*** Opening of Entries supplied ***

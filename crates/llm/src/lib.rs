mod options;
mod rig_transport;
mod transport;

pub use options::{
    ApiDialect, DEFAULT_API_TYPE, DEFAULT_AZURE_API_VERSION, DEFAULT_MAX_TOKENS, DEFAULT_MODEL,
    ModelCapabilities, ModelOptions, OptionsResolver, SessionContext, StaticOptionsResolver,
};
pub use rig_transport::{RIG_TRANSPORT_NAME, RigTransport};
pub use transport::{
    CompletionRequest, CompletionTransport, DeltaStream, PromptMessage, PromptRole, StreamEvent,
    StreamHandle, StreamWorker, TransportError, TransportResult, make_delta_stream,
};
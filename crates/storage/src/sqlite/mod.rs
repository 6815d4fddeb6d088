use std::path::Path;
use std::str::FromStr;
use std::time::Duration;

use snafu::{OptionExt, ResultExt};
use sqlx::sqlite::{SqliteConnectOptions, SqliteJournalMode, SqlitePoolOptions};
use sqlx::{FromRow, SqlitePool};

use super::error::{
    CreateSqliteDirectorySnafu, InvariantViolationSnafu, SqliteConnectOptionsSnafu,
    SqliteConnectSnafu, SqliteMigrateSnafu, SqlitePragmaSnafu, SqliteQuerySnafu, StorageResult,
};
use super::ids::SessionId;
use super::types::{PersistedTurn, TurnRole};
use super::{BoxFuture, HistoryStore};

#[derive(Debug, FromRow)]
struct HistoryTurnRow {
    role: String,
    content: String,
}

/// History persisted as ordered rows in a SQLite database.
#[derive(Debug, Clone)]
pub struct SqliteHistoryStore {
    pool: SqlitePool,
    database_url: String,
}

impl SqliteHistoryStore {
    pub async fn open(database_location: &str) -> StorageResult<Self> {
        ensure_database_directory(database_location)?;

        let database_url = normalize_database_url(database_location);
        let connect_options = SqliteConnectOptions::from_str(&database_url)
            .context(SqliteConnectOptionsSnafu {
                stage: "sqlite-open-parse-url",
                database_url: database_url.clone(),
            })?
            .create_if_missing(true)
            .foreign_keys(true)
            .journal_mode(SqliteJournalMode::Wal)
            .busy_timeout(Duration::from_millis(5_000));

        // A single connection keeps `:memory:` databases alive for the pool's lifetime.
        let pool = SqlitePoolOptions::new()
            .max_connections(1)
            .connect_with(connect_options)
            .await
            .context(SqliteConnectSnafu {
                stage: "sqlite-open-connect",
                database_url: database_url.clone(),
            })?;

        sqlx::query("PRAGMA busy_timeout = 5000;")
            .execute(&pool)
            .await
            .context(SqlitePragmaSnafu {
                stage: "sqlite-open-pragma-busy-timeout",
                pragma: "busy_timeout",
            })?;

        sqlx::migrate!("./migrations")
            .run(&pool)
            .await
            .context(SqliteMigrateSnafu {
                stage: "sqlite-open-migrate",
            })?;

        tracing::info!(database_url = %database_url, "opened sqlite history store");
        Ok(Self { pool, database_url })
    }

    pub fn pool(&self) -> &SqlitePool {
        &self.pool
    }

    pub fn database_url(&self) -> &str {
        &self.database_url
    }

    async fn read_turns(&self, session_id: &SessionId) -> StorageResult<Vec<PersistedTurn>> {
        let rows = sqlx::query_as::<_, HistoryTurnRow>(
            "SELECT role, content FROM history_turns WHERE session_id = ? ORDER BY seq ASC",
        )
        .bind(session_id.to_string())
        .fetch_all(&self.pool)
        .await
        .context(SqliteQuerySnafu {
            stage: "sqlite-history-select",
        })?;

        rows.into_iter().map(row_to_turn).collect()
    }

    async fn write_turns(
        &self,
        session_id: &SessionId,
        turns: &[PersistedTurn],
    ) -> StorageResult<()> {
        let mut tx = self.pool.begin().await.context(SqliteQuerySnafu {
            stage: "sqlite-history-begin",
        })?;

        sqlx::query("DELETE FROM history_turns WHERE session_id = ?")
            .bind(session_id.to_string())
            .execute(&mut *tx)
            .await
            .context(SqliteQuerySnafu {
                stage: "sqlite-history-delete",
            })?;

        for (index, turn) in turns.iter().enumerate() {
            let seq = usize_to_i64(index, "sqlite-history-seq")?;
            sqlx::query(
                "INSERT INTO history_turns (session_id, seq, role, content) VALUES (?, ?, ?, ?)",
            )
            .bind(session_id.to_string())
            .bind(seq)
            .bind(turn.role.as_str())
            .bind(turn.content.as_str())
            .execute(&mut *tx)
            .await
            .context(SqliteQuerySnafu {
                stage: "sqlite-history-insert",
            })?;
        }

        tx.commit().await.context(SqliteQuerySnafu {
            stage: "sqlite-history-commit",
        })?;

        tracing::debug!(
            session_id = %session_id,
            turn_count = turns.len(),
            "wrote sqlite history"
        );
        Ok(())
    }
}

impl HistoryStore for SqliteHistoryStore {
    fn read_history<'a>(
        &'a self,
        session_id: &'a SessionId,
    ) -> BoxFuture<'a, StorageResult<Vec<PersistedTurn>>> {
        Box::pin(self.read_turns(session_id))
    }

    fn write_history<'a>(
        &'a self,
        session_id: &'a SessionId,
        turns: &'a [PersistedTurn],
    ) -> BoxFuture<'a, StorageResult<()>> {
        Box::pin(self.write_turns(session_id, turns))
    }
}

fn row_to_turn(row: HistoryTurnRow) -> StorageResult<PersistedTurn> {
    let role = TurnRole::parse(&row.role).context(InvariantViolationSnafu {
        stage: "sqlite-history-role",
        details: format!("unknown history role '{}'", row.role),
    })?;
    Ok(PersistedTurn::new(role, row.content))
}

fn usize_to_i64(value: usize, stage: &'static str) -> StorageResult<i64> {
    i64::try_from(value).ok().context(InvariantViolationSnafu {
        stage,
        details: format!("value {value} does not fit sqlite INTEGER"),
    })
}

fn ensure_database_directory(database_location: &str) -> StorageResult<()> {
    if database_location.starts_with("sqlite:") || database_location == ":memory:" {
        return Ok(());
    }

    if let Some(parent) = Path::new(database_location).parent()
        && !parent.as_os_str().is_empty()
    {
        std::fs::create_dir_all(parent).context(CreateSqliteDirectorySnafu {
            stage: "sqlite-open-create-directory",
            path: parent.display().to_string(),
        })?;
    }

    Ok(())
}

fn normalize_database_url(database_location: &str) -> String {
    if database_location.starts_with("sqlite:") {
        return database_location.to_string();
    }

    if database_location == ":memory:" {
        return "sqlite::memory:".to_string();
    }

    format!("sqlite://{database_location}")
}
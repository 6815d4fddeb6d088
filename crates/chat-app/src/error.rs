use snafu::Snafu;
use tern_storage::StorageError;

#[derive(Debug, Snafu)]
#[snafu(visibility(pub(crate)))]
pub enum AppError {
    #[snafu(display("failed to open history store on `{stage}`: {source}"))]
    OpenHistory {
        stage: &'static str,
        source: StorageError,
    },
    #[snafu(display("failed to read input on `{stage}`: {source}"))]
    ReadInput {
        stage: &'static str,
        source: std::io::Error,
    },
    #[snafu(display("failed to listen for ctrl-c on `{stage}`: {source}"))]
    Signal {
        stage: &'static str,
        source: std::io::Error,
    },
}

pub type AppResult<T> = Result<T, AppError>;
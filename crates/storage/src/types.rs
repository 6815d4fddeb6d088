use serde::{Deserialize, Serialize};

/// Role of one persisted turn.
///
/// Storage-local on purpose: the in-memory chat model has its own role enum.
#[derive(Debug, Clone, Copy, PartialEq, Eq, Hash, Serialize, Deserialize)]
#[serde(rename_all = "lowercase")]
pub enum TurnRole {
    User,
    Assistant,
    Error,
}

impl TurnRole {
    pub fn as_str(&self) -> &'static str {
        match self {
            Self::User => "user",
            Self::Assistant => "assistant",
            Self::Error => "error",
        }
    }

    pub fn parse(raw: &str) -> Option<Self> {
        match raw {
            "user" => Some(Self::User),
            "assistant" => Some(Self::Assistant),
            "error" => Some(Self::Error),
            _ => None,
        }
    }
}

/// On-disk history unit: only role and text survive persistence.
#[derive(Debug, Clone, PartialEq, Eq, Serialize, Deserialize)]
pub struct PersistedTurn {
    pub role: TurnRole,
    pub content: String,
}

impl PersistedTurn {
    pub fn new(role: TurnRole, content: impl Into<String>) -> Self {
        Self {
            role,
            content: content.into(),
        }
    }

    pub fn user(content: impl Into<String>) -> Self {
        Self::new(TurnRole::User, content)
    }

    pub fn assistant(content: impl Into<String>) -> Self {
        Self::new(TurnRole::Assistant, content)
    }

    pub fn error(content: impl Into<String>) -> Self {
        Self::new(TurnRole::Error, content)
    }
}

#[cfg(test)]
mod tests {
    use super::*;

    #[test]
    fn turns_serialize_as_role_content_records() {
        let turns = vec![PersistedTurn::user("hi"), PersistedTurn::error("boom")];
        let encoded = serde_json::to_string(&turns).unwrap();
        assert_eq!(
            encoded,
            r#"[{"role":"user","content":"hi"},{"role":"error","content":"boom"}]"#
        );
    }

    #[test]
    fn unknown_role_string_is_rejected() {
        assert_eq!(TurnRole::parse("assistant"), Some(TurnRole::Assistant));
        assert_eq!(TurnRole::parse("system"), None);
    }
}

*** Close of Entries supplied ***

#### What the exercise asks:
What lines above contain the string "AppError"? Copy all of them.

#### Response:
pub enum AppError {
pub type AppResult<T> = Result<T, AppError>;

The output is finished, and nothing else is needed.